§ **What you are asked to do**: Exactly how many lines in the entries contain "BaseCredentials"? Give that number alone.

___

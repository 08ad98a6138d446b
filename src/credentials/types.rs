//! Credential types and the token-exchange seam.

use std::fmt;

use async_trait::async_trait;
use chrono::{DateTime, Utc};
use serde::{Deserialize, Serialize};

use crate::credentials::CredentialError;

/// Requested lifetime of an exchanged credential, in seconds.
pub const ASSUME_ROLE_DURATION_SECONDS: u32 = 3600;

const SESSION_NAME_PREFIX: &str = "sdk-session-";

const REDACTED: &str = "***";

// == Base Credentials ==
/// Long-lived identity used to sign the token exchange.
#[derive(Clone, PartialEq, Eq, Serialize, Deserialize)]
pub struct BaseCredentials {
    pub access_key_id: String,
    pub access_key_secret: String,
}

impl BaseCredentials {
    pub fn new(access_key_id: impl Into<String>, access_key_secret: impl Into<String>) -> Self {
        Self {
            access_key_id: access_key_id.into(),
            access_key_secret: access_key_secret.into(),
        }
    }
}

impl fmt::Debug for BaseCredentials {
    fn fmt(&self, f: &mut fmt::Formatter<'_>) -> fmt::Result {
        f.debug_struct("BaseCredentials")
            .field("access_key_id", &self.access_key_id)
            .field("access_key_secret", &REDACTED)
            .finish()
    }
}

// == Assume Role Request ==
/// Parameters of one token exchange.
#[derive(Debug, Clone, PartialEq, Eq, Serialize)]
pub struct AssumeRoleRequest {
    pub role_arn: String,
    pub role_session_name: String,
    pub duration_seconds: u32,
    pub region: String,
}

impl AssumeRoleRequest {
    /// Builds a request whose session name records `now` for traceability.
    pub fn new(role_arn: &str, region: &str, now: DateTime<Utc>) -> Self {
        Self {
            role_arn: role_arn.to_string(),
            role_session_name: format!("{}{}", SESSION_NAME_PREFIX, now.timestamp()),
            duration_seconds: ASSUME_ROLE_DURATION_SECONDS,
            region: region.to_string(),
        }
    }
}

// == Assume Role Response ==
/// Raw token-exchange result; `expiration` is an RFC 3339 timestamp.
#[derive(Clone, PartialEq, Eq, Serialize, Deserialize)]
#[serde(rename_all = "PascalCase")]
pub struct AssumeRoleResponse {
    pub access_key_id: String,
    pub access_key_secret: String,
    pub security_token: String,
    pub expiration: String,
}

impl fmt::Debug for AssumeRoleResponse {
    fn fmt(&self, f: &mut fmt::Formatter<'_>) -> fmt::Result {
        f.debug_struct("AssumeRoleResponse")
            .field("access_key_id", &self.access_key_id)
            .field("access_key_secret", &REDACTED)
            .field("security_token", &REDACTED)
            .field("expiration", &self.expiration)
            .finish()
    }
}

// == Assume Role Credentials ==
/// A short-lived scoped credential. Published snapshots are never mutated.
#[derive(Clone, PartialEq, Eq, Serialize, Deserialize)]
pub struct AssumeRoleCredentials {
    pub access_key_id: String,
    pub access_key_secret: String,
    pub security_token: String,
    pub expiration: DateTime<Utc>,
}

impl TryFrom<AssumeRoleResponse> for AssumeRoleCredentials {
    type Error = CredentialError;

    fn try_from(response: AssumeRoleResponse) -> Result<Self, Self::Error> {
        let expiration = DateTime::parse_from_rfc3339(&response.expiration)
            .map_err(|_| CredentialError::InvalidExpiration(response.expiration.clone()))?
            .with_timezone(&Utc);
        Ok(Self {
            access_key_id: response.access_key_id,
            access_key_secret: response.access_key_secret,
            security_token: response.security_token,
            expiration,
        })
    }
}

impl fmt::Debug for AssumeRoleCredentials {
    fn fmt(&self, f: &mut fmt::Formatter<'_>) -> fmt::Result {
        f.debug_struct("AssumeRoleCredentials")
            .field("access_key_id", &self.access_key_id)
            .field("access_key_secret", &REDACTED)
            .field("security_token", &REDACTED)
            .field("expiration", &self.expiration)
            .finish()
    }
}

// == Session Credentials ==
/// What a credential consumer receives; valid for immediate use.
#[derive(Clone, PartialEq, Eq)]
pub struct SessionCredentials {
    pub access_key_id: String,
    pub access_key_secret: String,
    pub security_token: String,
}

impl From<&AssumeRoleCredentials> for SessionCredentials {
    fn from(credentials: &AssumeRoleCredentials) -> Self {
        Self {
            access_key_id: credentials.access_key_id.clone(),
            access_key_secret: credentials.access_key_secret.clone(),
            security_token: credentials.security_token.clone(),
        }
    }
}

impl fmt::Debug for SessionCredentials {
    fn fmt(&self, f: &mut fmt::Formatter<'_>) -> fmt::Result {
        f.debug_struct("SessionCredentials")
            .field("access_key_id", &self.access_key_id)
            .field("access_key_secret", &REDACTED)
            .field("security_token", &REDACTED)
            .finish()
    }
}

// == Seams ==
/// Client for the security-token service.
#[async_trait]
pub trait StsClient: Send + Sync {
    /// Exchanges `base` for a scoped credential described by `request`.
    async fn assume_role(
        &self,
        base: &BaseCredentials,
        request: &AssumeRoleRequest,
    ) -> anyhow::Result<AssumeRoleResponse>;
}

/// Source of credentials for storage providers.
#[async_trait]
pub trait CredentialProvider: Send + Sync {
    async fn get_credentials(&self) -> Result<SessionCredentials, CredentialError>;
}

#[cfg(test)]
mod tests {
    use super::*;
    use chrono::TimeZone;

    fn response(expiration: &str) -> AssumeRoleResponse {
        AssumeRoleResponse {
            access_key_id: "STS.id".to_string(),
            access_key_secret: "secret".to_string(),
            security_token: "token".to_string(),
            expiration: expiration.to_string(),
        }
    }

    #[test]
    fn test_request_session_name() {
        let now = Utc.with_ymd_and_hms(2024, 5, 1, 0, 0, 0).unwrap();
        let request = AssumeRoleRequest::new("acs:ram::1:role/upload", "cn-hangzhou", now);

        assert_eq!(request.role_session_name, "sdk-session-1714521600");
        assert_eq!(request.duration_seconds, 3600);
        assert_eq!(request.region, "cn-hangzhou");
    }

    #[test]
    fn test_parse_expiration() {
        let credentials =
            AssumeRoleCredentials::try_from(response("2024-05-01T01:00:00Z")).unwrap();

        assert_eq!(
            credentials.expiration,
            Utc.with_ymd_and_hms(2024, 5, 1, 1, 0, 0).unwrap()
        );
        assert_eq!(credentials.security_token, "token");
    }

    #[test]
    fn test_parse_expiration_with_offset() {
        let credentials =
            AssumeRoleCredentials::try_from(response("2024-05-01T09:00:00+08:00")).unwrap();

        assert_eq!(
            credentials.expiration,
            Utc.with_ymd_and_hms(2024, 5, 1, 1, 0, 0).unwrap()
        );
    }

    #[test]
    fn test_parse_invalid_expiration() {
        let result = AssumeRoleCredentials::try_from(response("tomorrow"));
        assert_eq!(
            result,
            Err(CredentialError::InvalidExpiration("tomorrow".to_string()))
        );
    }

    #[test]
    fn test_response_wire_names() {
        let json = r#"{
            "AccessKeyId": "STS.id",
            "AccessKeySecret": "secret",
            "SecurityToken": "token",
            "Expiration": "2024-05-01T01:00:00Z"
        }"#;
        let parsed: AssumeRoleResponse = serde_json::from_str(json).unwrap();
        assert_eq!(parsed, response("2024-05-01T01:00:00Z"));
    }

    #[test]
    fn test_debug_redacts_secrets() {
        let credentials =
            AssumeRoleCredentials::try_from(response("2024-05-01T01:00:00Z")).unwrap();
        let rendered = format!("{:?}", credentials);

        assert!(rendered.contains("STS.id"));
        assert!(!rendered.contains("\"secret\""));
        assert!(!rendered.contains("\"token\""));
    }
}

___

§ **Exercise output**: 5